Despite all these efforts, a few students did use Chegg to cheat, posting questions from the test to the site and having a paid expert give an answer (the site guarantees answers in half an hour, according to Carpenter).

“After every exam we were checking Chegg to see if anyone posted,” she says, and when they found a couple, they filed a request with Chegg to unmask the identity of the students who posted the questions. “Getting the info from Chegg requires a waiting period,” she adds. But she said they could often figure out who posted the questions simply by seeing which question was posted at that time. “We often found out who the cheater was before Chegg got back to us.”

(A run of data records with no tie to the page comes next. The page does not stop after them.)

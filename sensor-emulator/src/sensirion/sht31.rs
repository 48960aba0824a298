use bit_field::BitField;

use super::{Precision, Reply, SERIAL_NUMBER, SHT31_HUMIDITY};
use crate::config::SensirionConfig;
use crate::{Peripheral, SensorKind};

/// Status register after power-up or soft reset: alert pending, reset detected.
const STATUS_AFTER_RESET: u16 = 0x8008;
/// Status register bit set while the heater is on.
const HEATER_BIT: usize = 13;

/// SHT3x 16-bit commands (section 4 of the SHT3x datasheet).
#[derive(Debug, Clone, Copy, PartialEq, Eq)]
#[cfg_attr(feature = "defmt", derive(defmt::Format))]
pub enum Sht31Command {
    /// Single-shot measurement.
    Measure {
        /// Measurement repeatability.
        repeatability: Precision,
        /// Whether the sensor holds SCL low until the result is ready.
        clock_stretching: bool,
    },
    /// Read the status register.
    ReadStatus,
    /// Clear the status register.
    ClearStatus,
    /// Soft reset.
    SoftReset,
    /// Turn the heater on.
    HeaterEnable,
    /// Turn the heater off.
    HeaterDisable,
    /// Read the 32-bit serial number.
    ReadSerial,
}

impl Sht31Command {
    /// Command word sent on the bus, MSB first.
    pub fn code(self) -> u16 {
        use Precision::*;
        match self {
            Sht31Command::Measure {
                repeatability,
                clock_stretching,
            } => match (clock_stretching, repeatability) {
                (true, High) => 0x2C06,
                (true, Medium) => 0x2C0D,
                (true, Low) => 0x2C10,
                (false, High) => 0x2400,
                (false, Medium) => 0x240B,
                (false, Low) => 0x2416,
            },
            Sht31Command::ReadStatus => 0xF32D,
            Sht31Command::ClearStatus => 0x3041,
            Sht31Command::SoftReset => 0x30A2,
            Sht31Command::HeaterEnable => 0x306D,
            Sht31Command::HeaterDisable => 0x3066,
            Sht31Command::ReadSerial => 0x3780,
        }
    }

    /// Parse a command word, `None` if the SHT3x doesn't know it.
    pub fn from_code(code: u16) -> Option<Self> {
        let measure = |repeatability, clock_stretching| Sht31Command::Measure {
            repeatability,
            clock_stretching,
        };
        let command = match code {
            0x2C06 => measure(Precision::High, true),
            0x2C0D => measure(Precision::Medium, true),
            0x2C10 => measure(Precision::Low, true),
            0x2400 => measure(Precision::High, false),
            0x240B => measure(Precision::Medium, false),
            0x2416 => measure(Precision::Low, false),
            0xF32D => Sht31Command::ReadStatus,
            0x3041 => Sht31Command::ClearStatus,
            0x30A2 => Sht31Command::SoftReset,
            0x306D => Sht31Command::HeaterEnable,
            0x3066 => Sht31Command::HeaterDisable,
            0x3780 => Sht31Command::ReadSerial,
            _ => return None,
        };
        Some(command)
    }
}

/// Emulated SHT31.
#[derive(Debug, Clone)]
pub struct Sht31 {
    address: u8,
    temperature: u16,
    humidity: u16,
    status: u16,
    /// Last command word received, 0 after a malformed write.
    command: u16,
    reply: Reply,
}

impl Default for Sht31 {
    fn default() -> Self {
        Self::new()
    }
}

impl Sht31 {
    /// SHT31 at 0x44 reporting the default temperature and humidity.
    pub fn new() -> Self {
        Self::with_config(&SensirionConfig::default())
    }

    /// Emulator set up from `config`, with its start-up values encoded.
    pub fn with_config(config: &SensirionConfig) -> Self {
        let mut sht = Self {
            address: config.address,
            temperature: 0,
            humidity: 0,
            status: STATUS_AFTER_RESET,
            command: 0,
            reply: Reply::empty(),
        };
        sht.set_temperature(config.temperature);
        sht.set_humidity(config.humidity);
        sht
    }

    /// Raw temperature word.
    pub fn raw_temperature(&self) -> u16 {
        self.temperature
    }

    /// Raw humidity word.
    pub fn raw_humidity(&self) -> u16 {
        self.humidity
    }

    /// Status register.
    pub fn status(&self) -> u16 {
        self.status
    }

    /// Whether the heater has been switched on by the controller.
    pub fn heater_enabled(&self) -> bool {
        self.status.get_bit(HEATER_BIT)
    }

    /// Last command latched from the bus.
    pub fn command(&self) -> Option<Sht31Command> {
        Sht31Command::from_code(self.command)
    }

    /// Commands that change state take effect as soon as they are written.
    fn execute(&mut self, command: Sht31Command) {
        match command {
            Sht31Command::ClearStatus => self.status = 0,
            Sht31Command::SoftReset => self.status = STATUS_AFTER_RESET,
            Sht31Command::HeaterEnable => {
                self.status.set_bit(HEATER_BIT, true);
            }
            Sht31Command::HeaterDisable => {
                self.status.set_bit(HEATER_BIT, false);
            }
            Sht31Command::Measure { .. } | Sht31Command::ReadStatus | Sht31Command::ReadSerial => {}
        }
    }
}

impl Peripheral for Sht31 {
    fn kind(&self) -> SensorKind {
        SensorKind::Sht31
    }

    fn address(&self) -> u8 {
        self.address
    }

    /// Latch a two-byte command word and run any side effect it has.
    fn on_write(&mut self, bytes: &[u8]) {
        let &[msb, lsb] = bytes else {
            warn!("SHT31: expected two command bytes, received {}", bytes.len());
            self.command = 0;
            return;
        };
        let code = u16::from_be_bytes([msb, lsb]);
        self.command = code;
        match Sht31Command::from_code(code) {
            Some(command) => {
                log::debug!("SHT31: command {command:?}");
                self.execute(command);
            }
            None => warn!("SHT31: unknown command {:#x}", code),
        }
    }

    fn on_read_request(&mut self) -> &[u8] {
        self.reply = match self.command() {
            Some(Sht31Command::Measure { .. }) => Reply::words(&[self.temperature, self.humidity]),
            Some(Sht31Command::ReadStatus) => Reply::words(&[self.status]),
            Some(Sht31Command::ReadSerial) => Reply::words(&SERIAL_NUMBER),
            Some(_) | None => Reply::empty(),
        };
        self.reply.as_bytes()
    }

    fn set_temperature(&mut self, celsius: f64) {
        self.temperature = super::encode_temperature(celsius);
    }

    fn set_humidity(&mut self, percent: f64) {
        self.humidity = super::encode_humidity(SHT31_HUMIDITY, percent);
    }

    fn temperature(&self) -> f64 {
        super::decode_temperature(self.temperature)
    }

    fn humidity(&self) -> f64 {
        super::decode_humidity(SHT31_HUMIDITY, self.humidity)
    }
}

Most of the students who used Chegg to cheat did so out of “desperation” because they were not passing the class going into the final, says Sarah Bass, another UMBC lecturer who helped develop the randomized chemistry exam. She stresses that most students are honest, but that the instructors still want to make the process as fair as possible.

Carpenter agrees. “There’s a mindset of some faculty who think that the default is that students want to cheat,” she says. “In reality it’s a very small fraction of students who intend to cheat based on my experience.”

The professors originally tried to use remote proctoring software, adopting a system made by Respondus that monitors student and activity and lets instructors lock down the browsers of remote students so they can’t open other windows.

But they abandoned the approach when they discovered that many students could not use the software because it wasn’t compatible with Chromebooks. And some students complained about putting the software on their computers. “Students rightfully have their own concerns about having to download and use these softwares on their personal devices,” says Bass.

The professors decided it was worth the extra effort to avoid the proctoring software. “One of the things we’re pretty passionate about is equity for the students,” says Carpenter.

One question is whether other professors will make those efforts or choose the often easier answer of remote software.

At the University of Wisconsin at Madison, officials renewed their contract with an automated proctor provider, even after more than 2,000 people on campus signed a petition calling to ban the technology on campus. A university spokesman told the student newspaper that the number of professors using the tool has “drastically decreased” since the spring term.